§ PROBLEM DESCRIPTION
Find the lines below that contain the string "HardStopFlag", count them, and give only the number.

§ RECORDS FOR THE TASK
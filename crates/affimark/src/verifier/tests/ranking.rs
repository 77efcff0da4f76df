use super::common::*;
use crate::verifier::intent::{weights_for_mode, RankMode};
use crate::verifier::ranker::{rank_alternatives, AlternativeTag, RankedAlternative};

const MODES: [RankMode; 4] = [
    RankMode::Balanced,
    RankMode::DemandFirst,
    RankMode::TrustFirst,
    RankMode::EconomicsFirst,
];

#[test]
fn demand_first_weight_is_contractual() {
    assert_eq!(weights_for_mode(RankMode::DemandFirst).product_viability, 0.55);
}

#[test]
fn hard_stopped_candidate_never_wins_in_any_mode() {
    for mode in MODES {
        let output = rank_alternatives(ten_candidates(), mode, Some(&category_stats()));

        assert_eq!(output.ranked[0].id(), "alt-01", "{mode:?}");
        assert!(!output.ranked[0].winner_eligible);
        assert_eq!(output.winner.as_deref(), Some("alt-00"), "{mode:?}");
    }
}

#[test]
fn mode_changes_ordering() {
    let demand_heavy = candidate("demand", 95.0, 40.0, 40.0);
    let trust_heavy = candidate("trust", 40.0, 95.0, 40.0);

    let demand = rank_alternatives(
        vec![trust_heavy.clone(), demand_heavy.clone()],
        RankMode::DemandFirst,
        None,
    );
    assert_eq!(demand.ranked[0].id(), "demand");

    let trust = rank_alternatives(vec![demand_heavy, trust_heavy], RankMode::TrustFirst, None);
    assert_eq!(trust.ranked[0].id(), "trust");
    assert_eq!(trust.mode, RankMode::TrustFirst);
}

#[test]
fn rank_scores_are_bounded_and_sorted() {
    let mut extreme = candidate("extreme", 100.0, 100.0, 100.0);
    extreme.trend_score = 5.0;
    extreme.coverage = 5.0;
    extreme.risk = 0.0;
    let mut negative = candidate("negative", 0.0, 0.0, 0.0);
    negative.risk = 10.0;

    for mode in MODES {
        let output = rank_alternatives(
            vec![negative.clone(), extreme.clone()],
            mode,
            None,
        );
        assert_eq!(output.ranked[0].rank_score, 100);
        assert_eq!(output.ranked[1].rank_score, 0);
        assert!(output
            .ranked
            .windows(2)
            .all(|pair| pair[0].rank_score >= pair[1].rank_score));
    }
}

#[test]
fn ranking_does_not_alter_candidate_records() {
    let candidates = ten_candidates();
    let output = rank_alternatives(candidates.clone(), RankMode::Balanced, None);

    for alternative in &output.ranked {
        let original = candidates
            .iter()
            .find(|candidate| candidate.id == alternative.id())
            .expect("candidate present");
        assert_eq!(&alternative.candidate, original);
    }
}

#[test]
fn tags_never_exceed_four() {
    let output = rank_alternatives(ten_candidates(), RankMode::Balanced, Some(&category_stats()));
    assert!(output
        .ranked
        .iter()
        .all(|alternative: &RankedAlternative| alternative.tags.len() <= 4));

    let cheapest = output
        .ranked
        .iter()
        .find(|alternative| alternative.id() == "alt-00")
        .expect("alt-00 ranked");
    assert!(cheapest.tags.contains(&AlternativeTag::TrustedMerchant));
}
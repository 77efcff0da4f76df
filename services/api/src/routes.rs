use crate::infra::AppState;
use affimark::verifier::{verifier_router, AnalysisRepository, PlaybookGenerator, VerifierService};
use axum::http::{header, StatusCode};
use axum::response::IntoResponse;
use axum::Extension;
use axum::Json;
use serde_json::json;
use std::sync::Arc;

pub(crate) fn with_verifier_routes<R, G>(service: Arc<VerifierService<R, G>>) -> axum::Router
where
    R: AnalysisRepository + 'static,
    G: PlaybookGenerator + 'static,
{
    verifier_router(service)
        .route("/health", axum::routing::get(healthcheck))
        .route("/ready", axum::routing::get(readiness_endpoint))
        .route("/metrics", axum::routing::get(metrics_endpoint))
}

pub(crate) async fn healthcheck() -> Json<serde_json::Value> {
    Json(json!({ "status": "ok" }))
}

pub(crate) async fn readiness_endpoint(Extension(state): Extension<AppState>) -> impl IntoResponse {
    let ready = state.readiness.load(std::sync::atomic::Ordering::Relaxed);
    let status = if ready {
        StatusCode::OK
    } else {
        StatusCode::SERVICE_UNAVAILABLE
    };

    let payload = if ready {
        json!({ "status": "ready" })
    } else {
        json!({ "status": "initializing" })
    };

    (status, Json(payload))
}

pub(crate) async fn metrics_endpoint(Extension(state): Extension<AppState>) -> impl IntoResponse {
    (
        StatusCode::OK,
        [(header::CONTENT_TYPE, "text/plain; version=0.0.4")],
        state.metrics.render(),
    )
}
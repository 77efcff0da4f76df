use affimark_api::run;

#[tokio::main]
async fn main() {
    if let Err(err) = run().await {
        eprintln!("application error: {err}");
        std::process::exit(1);
    }
}
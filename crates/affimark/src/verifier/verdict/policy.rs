use serde::{Deserialize, Serialize};

use super::super::domain::{ConfidenceLevel, Pillar, PillarScores};
use super::hard_stops::HardStopFlag;

#[derive(Debug, Clone, Copy, PartialEq, Eq, Hash, Serialize, Deserialize)]
#[serde(rename_all = "SCREAMING_SNAKE_CASE")]
pub enum VerdictStatus {
    Green,
    Yellow,
    Red,
    TestFirst,
}

impl VerdictStatus {
    pub const fn as_str(self) -> &'static str {
        match self {
            Self::Green => "GREEN",
            Self::Yellow => "YELLOW",
            Self::Red => "RED",
            Self::TestFirst => "TEST_FIRST",
        }
    }
}

#[derive(Debug, Clone, Copy, PartialEq, Eq, Hash, Serialize, Deserialize)]
#[serde(rename_all = "SCREAMING_SNAKE_CASE")]
pub enum PrimaryAction {
    Approve,
    TestFirst,
    AltBrand,
    AltProduct,
}

impl PrimaryAction {
    pub const fn as_str(self) -> &'static str {
        match self {
            Self::Approve => "APPROVE",
            Self::TestFirst => "TEST_FIRST",
            Self::AltBrand => "ALT_BRAND",
            Self::AltProduct => "ALT_PRODUCT",
        }
    }
}

const RED_FLOOR: f32 = 40.0;
const GREEN_FLOOR: f32 = 65.0;
const YELLOW_AVERAGE: f32 = 50.0;

pub(crate) fn decide_status(
    scores: &PillarScores,
    confidence: ConfidenceLevel,
    flags: &[HardStopFlag],
) -> VerdictStatus {
    if flags.iter().any(|flag| flag.forces_red()) {
        return VerdictStatus::Red;
    }

    if confidence == ConfidenceLevel::Low {
        return VerdictStatus::TestFirst;
    }

    if scores.min() < RED_FLOOR {
        return VerdictStatus::Red;
    }

    if flags.contains(&HardStopFlag::OutOfStock) {
        return VerdictStatus::Yellow;
    }

    if Pillar::ALL
        .iter()
        .all(|pillar| scores.get(*pillar) >= GREEN_FLOOR)
    {
        return VerdictStatus::Green;
    }

    if scores.average() >= YELLOW_AVERAGE {
        VerdictStatus::Yellow
    } else {
        VerdictStatus::Red
    }
}

pub(crate) fn decide_action(
    status: VerdictStatus,
    scores: &PillarScores,
    flags: &[HardStopFlag],
) -> PrimaryAction {
    match status {
        VerdictStatus::TestFirst => PrimaryAction::TestFirst,
        VerdictStatus::Green => PrimaryAction::Approve,
        VerdictStatus::Yellow | VerdictStatus::Red => {
            if flags.contains(&HardStopFlag::MerchantRiskExtreme) {
                return PrimaryAction::AltBrand;
            }
            match scores.weakest().0 {
                Pillar::ProductViability => PrimaryAction::AltProduct,
                Pillar::OfferMerchant | Pillar::Economics => PrimaryAction::AltBrand,
            }
        }
    }
}
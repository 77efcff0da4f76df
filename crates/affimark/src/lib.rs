//! AffiMark product verifier: affiliate viability verdicts and ranked
//! alternatives, plus the configuration, telemetry and HTTP plumbing around them.

pub mod config;
pub mod error;
pub mod telemetry;
pub mod verifier;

§ WRITTEN RESPONSE
5